I don’t write long tomes (my head explodes when I think of Ayn Rand spinning out 1000+ pages for Atlas Shrugged).
I’m big on dialogue and nearly non-existent when it comes to description (welcome to the side effect of 25+ years of screenwriting).
And I’m completely missing the “vampires and wizards obsession” chip (somehow I doubt that Anne Rice and J.K. Rowling are losing any sleep over this, since I am one of approximately 15 people worldwide who feel this way).
But the further along I get in my own work, the more I realize that even if I wanted to imitate the aforementioned greats…it’s just not gonna happen.
And it shouldn’t.
Mark Twain said, “Comparison is the death of joy.” And he’s right.
Because there is nothing that sucks the beauty and fun out of creation like wallowing in angst because you don’t paint like Cezanne, sing like Adele or write brilliant prose about blood-sucking creatures of the night or magical adolescents who fly around on broomsticks.
You weren’t put here to be a half-assed copy of someone else. Respect the talented masters that you admire, but don’t revere them. They are just like you, except they’re doing the one thing you might be avoiding:
Being 100% true to who they were created to be.
So, take them off the pedestal. Or better yet, climb up there with them.
There’s more room at the top than you think.
Great piece and every single word of it true. Who hasn’t thought those things…especially in today’s sound byte culture?
Good luck with your novel. Enjoy the process.
Thanks so much for the kind words, Howard! I am doing my best to enjoy the process with the novel, and I’m looking forward to publishing it soon. 🙂 I love your blog, and can’t wait to see your books out in the world, too!
YES!! The top is a lot more empty than most people realize. Which means there’s plenty of room for more people!
I’m with you, Jen! We’ve been conditioned to believe there’s only X number of people that can be stars. But like you said, there is always room for more at the top, and your “Dream Life or Bust” movement is teaching people the truth of that! 🙂
So tough to even get close to the pedestals base.
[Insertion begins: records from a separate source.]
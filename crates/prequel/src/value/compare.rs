use crate::value::Value;
use std::cmp::Ordering;

/// Equality comparator for in-memory predicate evaluation.
///
/// Returns `None` for variant pairings with no defined equality; callers
/// treat an undefined comparison as a non-match. `Int` and `Uint` compare
/// numerically through `i128` widening.
#[must_use]
pub fn compare_eq(left: &Value, right: &Value) -> Option<bool> {
    match (left, right) {
        (Value::Bool(a), Value::Bool(b)) => Some(a == b),
        (Value::Int(a), Value::Int(b)) => Some(a == b),
        (Value::Uint(a), Value::Uint(b)) => Some(a == b),
        (Value::Int(a), Value::Uint(b)) => Some(i128::from(*a) == i128::from(*b)),
        (Value::Uint(a), Value::Int(b)) => Some(i128::from(*a) == i128::from(*b)),
        (Value::Text(a), Value::Text(b)) => Some(a == b),
        (Value::Null, Value::Null) => Some(true),
        (Value::List(a), Value::List(b)) => compare_eq_list(a, b),
        _ => None,
    }
}

/// Ordering comparator for in-memory predicate evaluation.
///
/// Returns `None` for non-orderable or mismatched variants, with the same
/// `Int`/`Uint` widening rule as [`compare_eq`]. Lists and nulls are not
/// orderable.
#[must_use]
pub fn compare_order(left: &Value, right: &Value) -> Option<Ordering> {
    match (left, right) {
        (Value::Bool(a), Value::Bool(b)) => Some(a.cmp(b)),
        (Value::Int(a), Value::Int(b)) => Some(a.cmp(b)),
        (Value::Uint(a), Value::Uint(b)) => Some(a.cmp(b)),
        (Value::Int(a), Value::Uint(b)) => Some(i128::from(*a).cmp(&i128::from(*b))),
        (Value::Uint(a), Value::Int(b)) => Some(i128::from(*a).cmp(&i128::from(*b))),
        (Value::Text(a), Value::Text(b)) => Some(a.cmp(b)),
        _ => None,
    }
}

// Element-wise equality; a single undefined pairing poisons the whole
// comparison rather than guessing.
fn compare_eq_list(left: &[Value], right: &[Value]) -> Option<bool> {
    if left.len() != right.len() {
        return Some(false);
    }

    let mut all = true;
    for (left, right) in left.iter().zip(right.iter()) {
        all &= compare_eq(left, right)?;
    }

    Some(all)
}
There is a way to reach the top. Throw books at those peaking down from the edge. Keep writing your wonderful prose. ❤️…Dick Dahlgren.
Thanks, Dick! I will keep writing and “throwing those books”…lol! 🙂 You’re quite a few novels ahead of me, so I gotta catch up!
Better yet…throw words at the,…not just books…❤️.
Great advice as usual! And I don’t think you can have too much dialogue – most novels don’t have enough…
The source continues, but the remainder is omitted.